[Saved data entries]
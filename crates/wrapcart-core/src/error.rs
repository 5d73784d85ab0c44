//! # Error Types
//!
//! Domain-specific error types for wrapcart-core.
//!
//! ## Error Hierarchy
//! ```text
//! ┌─────────────────────────────────────────────────────────────────────────┐
//! │                         Error Types                                     │
//! │                                                                         │
//! │  wrapcart-core errors (this file)                                      │
//! │  ├── CoreError        - Pricing / configuration failures               │
//! │  └── ValidationError  - Input validation failures                      │
//! │                                                                         │
//! │  checkout app                                                          │
//! │  └── anyhow::Error    - What the console user sees                     │
//! │                                                                         │
//! │  Flow: ValidationError → CoreError → anyhow (with context) → stderr    │
//! └─────────────────────────────────────────────────────────────────────────┘
//! ```
//!
//! ## Design Principles
//! 1. Use `thiserror` for derive macros (not manual impl)
//! 2. Include context in error messages (product, field, value)
//! 3. Errors are enum variants, never String

use thiserror::Error;

use crate::money::Money;

// =============================================================================
// Core Error
// =============================================================================

/// Pricing errors.
///
/// A failure aborts the calculation for that order. The engine never
/// mutates anything, so there is no partial state to roll back.
#[derive(Debug, Error)]
pub enum CoreError {
    /// The order references a product that is not in the catalog.
    #[error("Product not found: {0}")]
    ProductNotFound(String),

    /// The pricing configuration is unusable.
    ///
    /// Raised when the catalog is empty. Bad individual values (zero
    /// `units_per_package`, duplicate product ids or rule names, negative
    /// amounts) surface as [`CoreError::Validation`] instead.
    #[error("Invalid pricing configuration: {reason}")]
    InvalidConfig { reason: String },

    /// An order amount left the i64 cents range.
    ///
    /// Only reachable with overridden configurations whose prices or fees
    /// are large enough that `price × quantity` or the running totals
    /// overflow.
    #[error("Order amount out of range while computing {stage}")]
    AmountOverflow { stage: &'static str },

    /// Fees and discount would produce a negative grand total.
    ///
    /// Only reachable with overridden configurations (the reference rule
    /// table cannot discount below zero).
    #[error("Order total would be negative ({total})")]
    NegativeTotal { total: Money },

    /// Validation error (wraps ValidationError).
    #[error("Invalid input: {0}")]
    Validation(#[from] ValidationError),
}

impl CoreError {
    /// Whether this error belongs to the `InvalidInput` category: bad
    /// quantities, malformed flags or unknown products.
    pub fn is_invalid_input(&self) -> bool {
        matches!(self, CoreError::ProductNotFound(_) | CoreError::Validation(_))
    }
}

// =============================================================================
// Validation Error
// =============================================================================

/// Input validation errors.
///
/// `field` always carries enough context for a user to find the bad value,
/// e.g. `"quantity for Product A"`.
#[derive(Debug, Error)]
pub enum ValidationError {
    /// A required field is missing or empty.
    #[error("{field} is required")]
    Required { field: String },

    /// Numeric value is out of range.
    #[error("{field} must be between {min} and {max}")]
    OutOfRange { field: String, min: i64, max: i64 },

    /// Value must not be negative.
    #[error("{field} must not be negative")]
    MustBeNonNegative { field: String },

    /// Invalid format (e.g. "abc" for a quantity, "maybe" for a yes/no).
    #[error("{field} has invalid format: {reason}")]
    InvalidFormat { field: String, reason: String },

    /// Duplicate value (e.g. the same product twice in one order).
    #[error("{field} '{value}' appears more than once")]
    Duplicate { field: String, value: String },
}

// =============================================================================
// Result Type Alias
// =============================================================================

/// Convenience type alias for Results with CoreError.
pub type CoreResult<T> = Result<T, CoreError>;

// =============================================================================
// Unit Tests
// =============================================================================

#[cfg(test)]
mod tests {
    use super::*;

    #[test]
    fn test_error_messages() {
        let err = CoreError::ProductNotFound("Product Z".to_string());
        assert_eq!(err.to_string(), "Product not found: Product Z");

        let err = CoreError::NegativeTotal {
            total: Money::from_cents(-250),
        };
        assert_eq!(err.to_string(), "Order total would be negative (-$2.50)");

        let err = CoreError::AmountOverflow { stage: "subtotal" };
        assert_eq!(err.to_string(), "Order amount out of range while computing subtotal");
    }

    #[test]
    fn test_validation_error_messages() {
        let err = ValidationError::MustBeNonNegative {
            field: "quantity for Product A".to_string(),
        };
        assert_eq!(err.to_string(), "quantity for Product A must not be negative");

        let err = ValidationError::InvalidFormat {
            field: "gift wrap for Product B".to_string(),
            reason: "expected yes or no".to_string(),
        };
        assert_eq!(
            err.to_string(),
            "gift wrap for Product B has invalid format: expected yes or no"
        );
    }

    #[test]
    fn test_validation_converts_to_core_error() {
        let validation_err = ValidationError::Required {
            field: "product id".to_string(),
        };
        let core_err: CoreError = validation_err.into();
        assert!(matches!(core_err, CoreError::Validation(_)));
        assert!(core_err.is_invalid_input());
    }

    #[test]
    fn test_invalid_input_classification() {
        assert!(CoreError::ProductNotFound("X".to_string()).is_invalid_input());
        assert!(!CoreError::InvalidConfig {
            reason: "empty catalog".to_string()
        }
        .is_invalid_input());
        assert!(!CoreError::NegativeTotal {
            total: Money::from_cents(-1)
        }
        .is_invalid_input());
        assert!(!CoreError::AmountOverflow { stage: "shipping fee" }.is_invalid_input());
    }
}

What is needed
Retype all the records above without changing a word.

Output of the exercise
filename crates/wrapcart-core/src/error.rs
repository 5d73784d85ab0c44
//! # Error Types
//!
//! Domain-specific error types for wrapcart-core.
//!
//! ## Error Hierarchy
//! ```text
//! ┌─────────────────────────────────────────────────────────────────────────┐
//! │                         Error Types                                     │
//! │                                                                         │
//! │  wrapcart-core errors (this file)                                      │
//! │  ├── CoreError        - Pricing / configuration failures               │
//! │  └── ValidationError  - Input validation failures                      │
//! │                                                                         │
//! │  checkout app                                                          │
//! │  └── anyhow::Error    - What the console user sees                     │
//! │                                                                         │
//! │  Flow: ValidationError → CoreError → anyhow (with context) → stderr    │
//! └─────────────────────────────────────────────────────────────────────────┘
//! ```
//!
//! ## Design Principles
//! 1. Use `thiserror` for derive macros (not manual impl)
//! 2. Include context in error messages (product, field, value)
//! 3. Errors are enum variants, never String

use thiserror::Error;

use crate::money::Money;

// =============================================================================
// Core Error
// =============================================================================

/// Pricing errors.
///
/// A failure aborts the calculation for that order. The engine never
/// mutates anything, so there is no partial state to roll back.
#[derive(Debug, Error)]
pub enum CoreError {
    /// The order references a product that is not in the catalog.
    #[error("Product not found: {0}")]
    ProductNotFound(String),

    /// The pricing configuration is unusable.
    ///
    /// Raised when the catalog is empty. Bad individual values (zero
    /// `units_per_package`, duplicate product ids or rule names, negative
    /// amounts) surface as [`CoreError::Validation`] instead.
    #[error("Invalid pricing configuration: {reason}")]
    InvalidConfig { reason: String },

    /// An order amount left the i64 cents range.
    ///
    /// Only reachable with overridden configurations whose prices or fees
    /// are large enough that `price × quantity` or the running totals
    /// overflow.
    #[error("Order amount out of range while computing {stage}")]
    AmountOverflow { stage: &'static str },

    /// Fees and discount would produce a negative grand total.
    ///
    /// Only reachable with overridden configurations (the reference rule
    /// table cannot discount below zero).
    #[error("Order total would be negative ({total})")]
    NegativeTotal { total: Money },

    /// Validation error (wraps ValidationError).
    #[error("Invalid input: {0}")]
    Validation(#[from] ValidationError),
}

impl CoreError {
    /// Whether this error belongs to the `InvalidInput` category: bad
    /// quantities, malformed flags or unknown products.
    pub fn is_invalid_input(&self) -> bool {
        matches!(self, CoreError::ProductNotFound(_) | CoreError::Validation(_))
    }
}

// =============================================================================
// Validation Error
// =============================================================================

/// Input validation errors.
///
/// `field` always carries enough context for a user to find the bad value,
/// e.g. `"quantity for Product A"`.
#[derive(Debug, Error)]
pub enum ValidationError {
    /// A required field is missing or empty.
    #[error("{field} is required")]
    Required { field: String },

    /// Numeric value is out of range.
    #[error("{field} must be between {min} and {max}")]
    OutOfRange { field: String, min: i64, max: i64 },

    /// Value must not be negative.
    #[error("{field} must not be negative")]
    MustBeNonNegative { field: String },

    /// Invalid format (e.g. "abc" for a quantity, "maybe" for a yes/no).
    #[error("{field} has invalid format: {reason}")]
    InvalidFormat { field: String, reason: String },

    /// Duplicate value (e.g. the same product twice in one order).
    #[error("{field} '{value}' appears more than once")]
    Duplicate { field: String, value: String },
}

// =============================================================================
// Result Type Alias
// =============================================================================

/// Convenience type alias for Results with CoreError.
pub type CoreResult<T> = Result<T, CoreError>;

// =============================================================================
// Unit Tests
// =============================================================================

#[cfg(test)]
mod tests {
    use super::*;

    #[test]
    fn test_error_messages() {
        let err = CoreError::ProductNotFound("Product Z".to_string());
        assert_eq!(err.to_string(), "Product not found: Product Z");

        let err = CoreError::NegativeTotal {
            total: Money::from_cents(-250),
        };
        assert_eq!(err.to_string(), "Order total would be negative (-$2.50)");

        let err = CoreError::AmountOverflow { stage: "subtotal" };
        assert_eq!(err.to_string(), "Order amount out of range while computing subtotal");
    }

    #[test]
    fn test_validation_error_messages() {
        let err = ValidationError::MustBeNonNegative {
            field: "quantity for Product A".to_string(),
        };
        assert_eq!(err.to_string(), "quantity for Product A must not be negative");

        let err = ValidationError::InvalidFormat {
            field: "gift wrap for Product B".to_string(),
            reason: "expected yes or no".to_string(),
        };
        assert_eq!(
            err.to_string(),
            "gift wrap for Product B has invalid format: expected yes or no"
        );
    }

    #[test]
    fn test_validation_converts_to_core_error() {
        let validation_err = ValidationError::Required {
            field: "product id".to_string(),
        };
        let core_err: CoreError = validation_err.into();
        assert!(matches!(core_err, CoreError::Validation(_)));
        assert!(core_err.is_invalid_input());
    }

    #[test]
    fn test_invalid_input_classification() {
        assert!(CoreError::ProductNotFound("X".to_string()).is_invalid_input());
        assert!(!CoreError::InvalidConfig {
            reason: "empty catalog".to_string()
        }
        .is_invalid_input());
        assert!(!CoreError::NegativeTotal {
            total: Money::from_cents(-1)
        }
        .is_invalid_input());
        assert!(!CoreError::AmountOverflow { stage: "shipping fee" }.is_invalid_input());
    }
}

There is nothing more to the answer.